■ Your assignment: From the first line of the records through the line containing "const SERVO_PERIOD_US: u16 = 20_000;", retype every line exactly and nothing else.

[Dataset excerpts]
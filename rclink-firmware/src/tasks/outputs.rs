//! Servo and switch outputs
//!
//! Steering and throttle drive standard 50 Hz servo pulses. The armed
//! switch gates throttle; lights follow their switch directly.

use defmt::*;
use embassy_rp::gpio::Output;
use embassy_rp::pwm::{Config, Pwm};

use crate::channels::CONTROL;
use crate::items::{ControlInputs, SWITCH_LIGHTS};

/// PWM counter clock after division, in Hz
const PWM_TICK_HZ: u32 = 1_000_000;

/// Servo frame period in microseconds (50 Hz)
const SERVO_PERIOD_US: u16 = 20_000;

/// Pulse width for an axis position in -1000..=1000
fn pulse_us(axis: i16) -> u16 {
    (1500 + i32::from(axis.clamp(-1000, 1000)) / 2) as u16
}

fn servo_config(steering: i16, throttle: i16) -> Config {
    let mut config = Config::default();
    // 125 MHz system clock down to 1 MHz
    config.divider = ((125_000_000 / PWM_TICK_HZ) as u8).into();
    config.top = SERVO_PERIOD_US - 1;
    config.compare_a = pulse_us(steering);
    config.compare_b = pulse_us(throttle);
    config
}

/// Outputs task - applies the latest control inputs
#[embassy_executor::task]
pub async fn outputs_task(
    mut servos: Pwm<'static>,
    mut lights: Output<'static>,
    mut armed_led: Output<'static>,
) {
    info!("Outputs task started");

    servos.set_config(&servo_config(0, 0));

    loop {
        let inputs = CONTROL.wait().await;
        apply(&mut servos, &mut lights, &mut armed_led, &inputs);
    }
}

fn apply(
    servos: &mut Pwm<'static>,
    lights: &mut Output<'static>,
    armed_led: &mut Output<'static>,
    inputs: &ControlInputs,
) {
    let throttle = if inputs.armed() { inputs.throttle } else { 0 };
    servos.set_config(&servo_config(inputs.steering, throttle));

    if inputs.armed() {
        armed_led.set_high();
    } else {
        armed_led.set_low();
    }

    if inputs.switches & SWITCH_LIGHTS != 0 {
        lights.set_high();
    } else {
        lights.set_low();
    }
}
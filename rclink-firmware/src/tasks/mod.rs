//! Embassy async tasks
//!
//! Each task runs independently and communicates via signals.

pub mod link;
pub mod outputs;
pub mod telemetry;

pub use link::link_task;
pub use outputs::outputs_task;
pub use telemetry::telemetry_task;
//! Sub-packet codec
//!
//! A frame payload is a run of `<type:1><data>` sub-packets. The data length
//! is never on the wire: it is the size of the item bound to `type`, or
//! whatever the unknown-packet hook says it consumed.

use core::cell::Cell;

use crate::hooks::LinkHooks;
use crate::registry::{ItemFlags, Registry};

/// Why decoding stopped before the end of a payload
#[derive(Debug, Clone, Copy, PartialEq, Eq)]
#[cfg_attr(feature = "defmt", derive(defmt::Format))]
pub enum Halt {
    /// Unbound type whose size nobody could tell
    UnknownType(u8),
    /// Bound type with fewer bytes left than its size
    Truncated(u8),
}

/// Result of decoding one payload
#[derive(Debug, Clone, Copy, PartialEq, Eq, Default)]
#[cfg_attr(feature = "defmt", derive(defmt::Format))]
pub struct DecodeOutcome {
    /// Sub-packets delivered to the registry or the hook
    pub packets: usize,
    /// Set when the remainder of the payload was dropped
    pub halted: Option<Halt>,
}

/// Split a validated payload into sub-packets and deliver them
///
/// `hooks.parse_packet` gets the first look at each sub-packet. Otherwise
/// bound types are copied into their regions and unbound types go to
/// `hooks.unknown_packet`. Nothing past `payload` is ever read.
pub fn decode_payload<H: LinkHooks + ?Sized>(
    registry: &mut Registry<'_>,
    hooks: &mut H,
    payload: &[u8],
) -> DecodeOutcome {
    let mut outcome = DecodeOutcome::default();
    let mut rest = payload;

    while let Some((&kind, data)) = rest.split_first() {
        if let Some(claimed) = hooks.parse_packet(kind, data) {
            outcome.packets += 1;
            rest = &data[claimed.min(data.len())..];
            continue;
        }

        let consumed = match registry.size_of(kind) {
            Some(size) if size <= data.len() => {
                registry.mark_received(kind, &data[..size]);
                size
            }
            Some(_) => {
                outcome.halted = Some(Halt::Truncated(kind));
                break;
            }
            None => match hooks.unknown_packet(kind, data).min(data.len()) {
                0 => {
                    outcome.halted = Some(Halt::UnknownType(kind));
                    break;
                }
                n => n,
            },
        };
        outcome.packets += 1;
        rest = &data[consumed..];
    }

    outcome
}

/// Appends whole sub-packets into a bounded payload area
pub struct PayloadBuilder<'b> {
    buf: &'b mut [u8],
    len: usize,
}

impl<'b> PayloadBuilder<'b> {
    pub fn new(buf: &'b mut [u8]) -> Self {
        Self { buf, len: 0 }
    }

    pub fn len(&self) -> usize {
        self.len
    }

    pub fn is_empty(&self) -> bool {
        self.len == 0
    }

    pub fn remaining(&self) -> usize {
        self.buf.len() - self.len
    }

    /// Append one sub-packet, or nothing if it does not fit
    pub fn push(&mut self, kind: u8, data: &[u8]) -> bool {
        if 1 + data.len() > self.remaining() {
            return false;
        }
        self.buf[self.len] = kind;
        self.buf[self.len + 1..self.len + 1 + data.len()].copy_from_slice(data);
        self.len += 1 + data.len();
        true
    }

    /// Append one sub-packet whose data is read from a bound region
    pub fn push_region(&mut self, kind: u8, region: &[Cell<u8>]) -> bool {
        if 1 + region.len() > self.remaining() {
            return false;
        }
        self.buf[self.len] = kind;
        for (byte, cell) in self.buf[self.len + 1..].iter_mut().zip(region) {
            *byte = cell.get();
        }
        self.len += 1 + region.len();
        true
    }

    /// Append pre-formatted sub-packets verbatim
    pub fn push_raw(&mut self, bytes: &[u8]) -> bool {
        if bytes.len() > self.remaining() {
            return false;
        }
        self.buf[self.len..self.len + bytes.len()].copy_from_slice(bytes);
        self.len += bytes.len();
        true
    }
}

/// What [`encode_items`] put into a payload
#[derive(Debug, Clone, Copy, PartialEq, Eq, Default)]
#[cfg_attr(feature = "defmt", derive(defmt::Format))]
pub struct EncodeOutcome {
    /// Payload bytes taken by explicitly queued items
    pub explicit_bytes: usize,
    /// Items included because their autosend was due
    pub autosent: usize,
    /// Due items left for a later frame for lack of space
    pub deferred: usize,
    /// Every autosend item has gone out in the current cycle
    pub cycle_complete: bool,
}

/// Fill a payload from the registry
///
/// Items flagged `TO_SEND` go first. When `autosend_due` is set, autosend
/// items that have not gone out in the current cycle follow. An item that
/// does not fit stays flagged for a later frame; smaller items behind it
/// may still be included. Once every autosend item carries `WAS_AUTO_SENT`
/// the cycle closes and those flags are cleared.
pub fn encode_items(
    registry: &mut Registry<'_>,
    payload: &mut PayloadBuilder<'_>,
    autosend_due: bool,
) -> EncodeOutcome {
    let mut outcome = EncodeOutcome::default();

    for slot in registry.slots_mut().iter_mut() {
        if !slot.flags().contains(ItemFlags::TO_SEND) {
            continue;
        }
        if payload.push_region(slot.id(), slot.region()) {
            outcome.explicit_bytes += 1 + slot.size();
            let flags = slot.flags_mut();
            flags.remove(ItemFlags::TO_SEND);
            if autosend_due && flags.contains(ItemFlags::AUTO_SEND) {
                flags.insert(ItemFlags::WAS_AUTO_SENT);
            }
        } else {
            outcome.deferred += 1;
        }
    }

    if !autosend_due {
        return outcome;
    }

    let pending = ItemFlags::AUTO_SEND;
    let done = ItemFlags::AUTO_SEND | ItemFlags::WAS_AUTO_SENT;
    for slot in registry.slots_mut().iter_mut() {
        let flags = slot.flags();
        if !flags.contains(pending) || flags.contains(done) {
            continue;
        }
        if payload.push_region(slot.id(), slot.region()) {
            slot.flags_mut().insert(ItemFlags::WAS_AUTO_SENT);
            outcome.autosent += 1;
        } else {
            outcome.deferred += 1;
        }
    }

    outcome.cycle_complete = registry
        .iter()
        .filter(|s| s.flags().contains(pending))
        .all(|s| s.flags().contains(done));

    if outcome.cycle_complete {
        registry.reset_cycle();
    }

    outcome
}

■ Completed task:
filename rclink-firmware/src/tasks/outputs.rs
//! Servo and switch outputs
//!
//! Steering and throttle drive standard 50 Hz servo pulses. The armed
//! switch gates throttle; lights follow their switch directly.

use defmt::*;
use embassy_rp::gpio::Output;
use embassy_rp::pwm::{Config, Pwm};

use crate::channels::CONTROL;
use crate::items::{ControlInputs, SWITCH_LIGHTS};

/// PWM counter clock after division, in Hz
const PWM_TICK_HZ: u32 = 1_000_000;

/// Servo frame period in microseconds (50 Hz)
const SERVO_PERIOD_US: u16 = 20_000;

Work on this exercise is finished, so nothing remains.